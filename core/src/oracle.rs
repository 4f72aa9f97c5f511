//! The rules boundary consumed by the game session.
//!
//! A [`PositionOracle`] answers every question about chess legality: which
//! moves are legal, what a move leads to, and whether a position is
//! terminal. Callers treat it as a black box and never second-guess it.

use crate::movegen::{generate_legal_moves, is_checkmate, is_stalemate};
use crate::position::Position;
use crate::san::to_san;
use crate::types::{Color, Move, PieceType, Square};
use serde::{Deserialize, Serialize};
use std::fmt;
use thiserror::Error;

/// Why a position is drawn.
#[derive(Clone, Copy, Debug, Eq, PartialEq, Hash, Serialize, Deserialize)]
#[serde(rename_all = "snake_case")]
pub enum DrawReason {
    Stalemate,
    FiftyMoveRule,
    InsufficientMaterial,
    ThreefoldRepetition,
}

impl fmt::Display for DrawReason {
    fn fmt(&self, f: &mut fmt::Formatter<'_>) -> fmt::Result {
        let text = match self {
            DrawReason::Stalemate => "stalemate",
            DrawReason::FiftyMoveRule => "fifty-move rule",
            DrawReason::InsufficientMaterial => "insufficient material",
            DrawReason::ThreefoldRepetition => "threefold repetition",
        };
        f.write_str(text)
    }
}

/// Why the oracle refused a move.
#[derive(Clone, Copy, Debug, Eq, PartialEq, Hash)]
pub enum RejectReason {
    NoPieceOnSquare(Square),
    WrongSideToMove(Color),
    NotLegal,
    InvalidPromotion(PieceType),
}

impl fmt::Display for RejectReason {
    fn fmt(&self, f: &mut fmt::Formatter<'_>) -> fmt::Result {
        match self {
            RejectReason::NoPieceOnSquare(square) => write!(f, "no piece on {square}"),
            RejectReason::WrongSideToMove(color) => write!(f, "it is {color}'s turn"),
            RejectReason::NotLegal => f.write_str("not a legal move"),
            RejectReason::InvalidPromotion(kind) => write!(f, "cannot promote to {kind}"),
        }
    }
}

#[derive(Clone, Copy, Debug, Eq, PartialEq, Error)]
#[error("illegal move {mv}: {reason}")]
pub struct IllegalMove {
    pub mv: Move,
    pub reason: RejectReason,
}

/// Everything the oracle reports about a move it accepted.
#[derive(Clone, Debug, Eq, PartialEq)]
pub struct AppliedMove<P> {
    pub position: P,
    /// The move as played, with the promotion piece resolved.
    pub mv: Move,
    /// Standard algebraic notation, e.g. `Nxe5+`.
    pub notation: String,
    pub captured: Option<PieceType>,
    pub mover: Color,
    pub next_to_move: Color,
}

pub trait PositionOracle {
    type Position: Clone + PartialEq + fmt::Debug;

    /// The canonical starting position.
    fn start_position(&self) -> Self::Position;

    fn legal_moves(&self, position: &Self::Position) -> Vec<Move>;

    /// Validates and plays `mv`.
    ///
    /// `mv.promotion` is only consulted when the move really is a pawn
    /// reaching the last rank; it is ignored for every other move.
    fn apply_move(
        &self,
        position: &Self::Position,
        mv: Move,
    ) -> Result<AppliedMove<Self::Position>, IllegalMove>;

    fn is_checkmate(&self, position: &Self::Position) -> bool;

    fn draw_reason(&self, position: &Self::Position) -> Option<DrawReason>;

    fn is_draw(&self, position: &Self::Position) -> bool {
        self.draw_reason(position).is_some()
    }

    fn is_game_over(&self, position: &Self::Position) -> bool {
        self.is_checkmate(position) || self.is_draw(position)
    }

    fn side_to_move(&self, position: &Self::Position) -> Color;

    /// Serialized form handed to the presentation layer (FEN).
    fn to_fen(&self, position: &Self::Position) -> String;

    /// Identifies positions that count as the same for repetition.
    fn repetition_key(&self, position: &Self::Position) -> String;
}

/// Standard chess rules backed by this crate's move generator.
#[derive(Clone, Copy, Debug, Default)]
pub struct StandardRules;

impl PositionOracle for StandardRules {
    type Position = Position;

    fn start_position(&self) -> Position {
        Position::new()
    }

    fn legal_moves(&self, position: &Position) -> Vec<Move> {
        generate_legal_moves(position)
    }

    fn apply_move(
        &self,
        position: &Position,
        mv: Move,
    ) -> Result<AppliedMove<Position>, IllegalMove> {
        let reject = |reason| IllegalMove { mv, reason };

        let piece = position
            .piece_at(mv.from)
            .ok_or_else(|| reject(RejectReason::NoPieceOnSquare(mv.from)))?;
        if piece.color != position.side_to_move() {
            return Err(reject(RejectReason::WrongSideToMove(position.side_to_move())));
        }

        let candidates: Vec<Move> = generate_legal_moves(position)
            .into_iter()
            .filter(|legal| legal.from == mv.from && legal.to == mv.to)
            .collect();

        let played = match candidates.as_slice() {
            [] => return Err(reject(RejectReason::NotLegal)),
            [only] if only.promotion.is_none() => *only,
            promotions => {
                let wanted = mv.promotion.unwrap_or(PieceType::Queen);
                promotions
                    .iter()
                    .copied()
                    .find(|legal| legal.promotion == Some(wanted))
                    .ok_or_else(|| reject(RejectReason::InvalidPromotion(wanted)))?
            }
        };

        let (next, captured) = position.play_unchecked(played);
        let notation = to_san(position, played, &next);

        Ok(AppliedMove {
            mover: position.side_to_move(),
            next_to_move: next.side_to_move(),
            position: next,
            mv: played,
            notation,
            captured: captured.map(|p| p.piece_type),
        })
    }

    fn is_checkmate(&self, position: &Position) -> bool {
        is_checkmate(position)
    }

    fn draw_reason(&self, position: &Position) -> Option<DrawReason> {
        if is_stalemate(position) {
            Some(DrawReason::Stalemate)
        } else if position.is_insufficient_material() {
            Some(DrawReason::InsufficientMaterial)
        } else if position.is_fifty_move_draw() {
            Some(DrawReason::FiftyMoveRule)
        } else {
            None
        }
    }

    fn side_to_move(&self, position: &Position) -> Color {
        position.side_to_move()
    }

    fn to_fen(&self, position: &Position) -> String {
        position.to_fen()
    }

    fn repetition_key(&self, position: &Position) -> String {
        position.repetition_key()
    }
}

EXERCISE AIM
Each line above that contains the string "candidates" should be identified and copied.

ANSWER TO THIS TASK
        let candidates: Vec<Move> = generate_legal_moves(position)
        let played = match candidates.as_slice() {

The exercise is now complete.